ここで目標、計画を決めずにやみくもに勉強をスタートしてしまうと、後で後悔することになるので最初にしっかりと決めましょう。
まず受けようと思ってる大学の過去問を見て(解かなくてもいいです)、どんな形式の問題が出るのか、どれくらいの難易度か、合格のために必要な点数はどれくらいかを調べて下さい。
勉強計画・スケジュール「4月~5月」
- 英語の発音・音の変化の確認
- 英単語基礎(システム英単語2章まで+多義語の章など)
- 英文法基礎(大岩レベル)のマスター
- 英文法基礎が終わったら英文解釈・英語長文の勉強をスタート
勉強開始時のレベルにもよりますが、まずは全ての基礎となる上記の3つを軸に勉強していくことになるでしょう。英単語と英文法などは同時進行で勉強しましょう。「まず英単語を覚えて、それから英文法へ進んで…」という勉強の進め方はあまり効率がよくないので注意して下さい。
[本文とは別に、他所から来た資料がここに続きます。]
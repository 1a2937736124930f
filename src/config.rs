use std::fs;
use std::path::PathBuf;
use std::time::Duration;

use gtk4::glib;
use serde::Deserialize;
use tracing::{info, warn};

const SETTINGS_DIR_NAME: &str = "concentration";
const SETTINGS_FILE_NAME: &str = "settings.json";

pub const IMAGES_ENV: &str = "CONCENTRATION_IMAGES";
pub const SOUNDS_ENV: &str = "CONCENTRATION_SOUNDS";
pub const MUTE_ENV: &str = "CONCENTRATION_MUTE";

const CARD_SIZE_RANGE: (i32, i32) = (48, 512);
const REVEAL_DELAY_RANGE_MS: (u64, u64) = (100, 5000);

#[derive(Clone, Debug, PartialEq, Deserialize)]
#[serde(default)]
pub struct Settings {
    pub image_dir: PathBuf,
    pub sound_dir: PathBuf,
    pub back_image: String,
    pub card_size: i32,
    pub corner_radius: i32,
    pub reveal_delay_ms: u64,
    pub sound_enabled: bool,
}

impl Default for Settings {
    fn default() -> Self {
        Settings {
            image_dir: PathBuf::from("Images"),
            sound_dir: PathBuf::from("Sounds"),
            back_image: "back.jpg".to_string(),
            card_size: 150,
            corner_radius: 20,
            reveal_delay_ms: 800,
            sound_enabled: true,
        }
    }
}

pub fn settings_path() -> PathBuf {
    glib::user_config_dir()
        .join(SETTINGS_DIR_NAME)
        .join(SETTINGS_FILE_NAME)
}

pub fn is_truthy(value: &str) -> bool {
    let v = value.trim().to_ascii_lowercase();
    matches!(v.as_str(), "1" | "true" | "yes" | "on")
}

impl Settings {
    /// Settings file, then environment overrides. A broken file is reported
    /// and ignored.
    pub fn load() -> Self {
        let path = settings_path();
        let mut settings = match fs::read_to_string(&path) {
            Ok(raw) => match Self::from_json(&raw) {
                Ok(settings) => {
                    info!(path = %path.display(), "loaded settings");
                    settings
                }
                Err(err) => {
                    warn!(path = %path.display(), %err, "ignoring unreadable settings file");
                    Settings::default()
                }
            },
            Err(_) => Settings::default(),
        };
        settings.apply_env(|key| std::env::var(key).ok());
        settings.sanitized()
    }

    pub fn from_json(raw: &str) -> Result<Self, serde_json::Error> {
        serde_json::from_str(raw)
    }

    pub fn apply_env<F>(&mut self, lookup: F)
    where
        F: Fn(&str) -> Option<String>,
    {
        if let Some(dir) = lookup(IMAGES_ENV).filter(|v| !v.trim().is_empty()) {
            self.image_dir = PathBuf::from(dir);
        }
        if let Some(dir) = lookup(SOUNDS_ENV).filter(|v| !v.trim().is_empty()) {
            self.sound_dir = PathBuf::from(dir);
        }
        if lookup(MUTE_ENV).is_some_and(|v| is_truthy(&v)) {
            self.sound_enabled = false;
        }
    }

    pub fn sanitized(mut self) -> Self {
        self.card_size = self.card_size.clamp(CARD_SIZE_RANGE.0, CARD_SIZE_RANGE.1);
        self.corner_radius = self.corner_radius.clamp(0, self.card_size / 2);
        self.reveal_delay_ms = self
            .reveal_delay_ms
            .clamp(REVEAL_DELAY_RANGE_MS.0, REVEAL_DELAY_RANGE_MS.1);
        self
    }

    pub fn reveal_delay(&self) -> Duration {
        Duration::from_millis(self.reveal_delay_ms)
    }
}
ある程度英文法の基礎が固まったら英語の多読を始めるのもおすすめです。息抜きにもなりますし、英文を読むことへの抵抗がなくなっていくので、後々過去問で英語長文を解く時に効いてきます。
とにかく、ここの段階で勉強する英語の基礎がちゃんと出来てないと、これ以降に書く勉強に取り組んでも十分に効果が出ません。結構多いですよ、基礎レベルが全く出来てないのに、焦ってネクステージのような網羅型の4択問題集に取り組んだり、標準レベルの英文解釈の参考書や長文問題集をやったりしてる人。
このタイプの人は、やる気があって一生懸命勉強してるんだけど伸び悩むということが多く、もったいないです。
勉強計画・スケジュール「~8月」
- 英単語基礎の完成(システム英単語2章まで+多義語の章など)
- 英文法・語法、イディオムの勉強を本格的にスタート
- 英文解釈の参考書と長文の読み方の参考書を同時進行で進める
- 英語長文問題集スタート
- 英単語基礎・文法基礎終了後、英作文の勉強スタート(必要なら)
- リスニングの勉強スタート(必要なら)
夏までに英単語と英文法の基礎をしっかりと固めて、次の段階へ進みます。ここからは自分の志望大学の入試に何が出るかによって、やることが変わってきます。
勉強計画・スケジュール「~10月」
- 英文法・語法問題集のある程度の完成(毎日確認し続ける)
- 英単語集の完成(完成しても毎日確認し続ける)人により上級単語集へ
- 英文解釈の参考書の完成、英語長文の読み方と長文読解(人により大学入学共通テスト(旧センター過去問))
- 英作文(必要なら)
- リスニング(必要なら)
順調に受験勉強が進んでいれば、秋~冬に入るくらいにはもう大学入学共通テスト(旧センター試験)レベルなら問題なく高得点が取れるようになっているはずです。
勉強計画・スケジュール「10月~受験終了まで」
- 過去問演習がメイン
- 今までの全体復習
- 苦手部分や暗記できていないものをピックアップし集中補強
- 11~12月くらいからセンター試験過去問・大学入学共通テスト過去問(受ける人。人によっては2周目)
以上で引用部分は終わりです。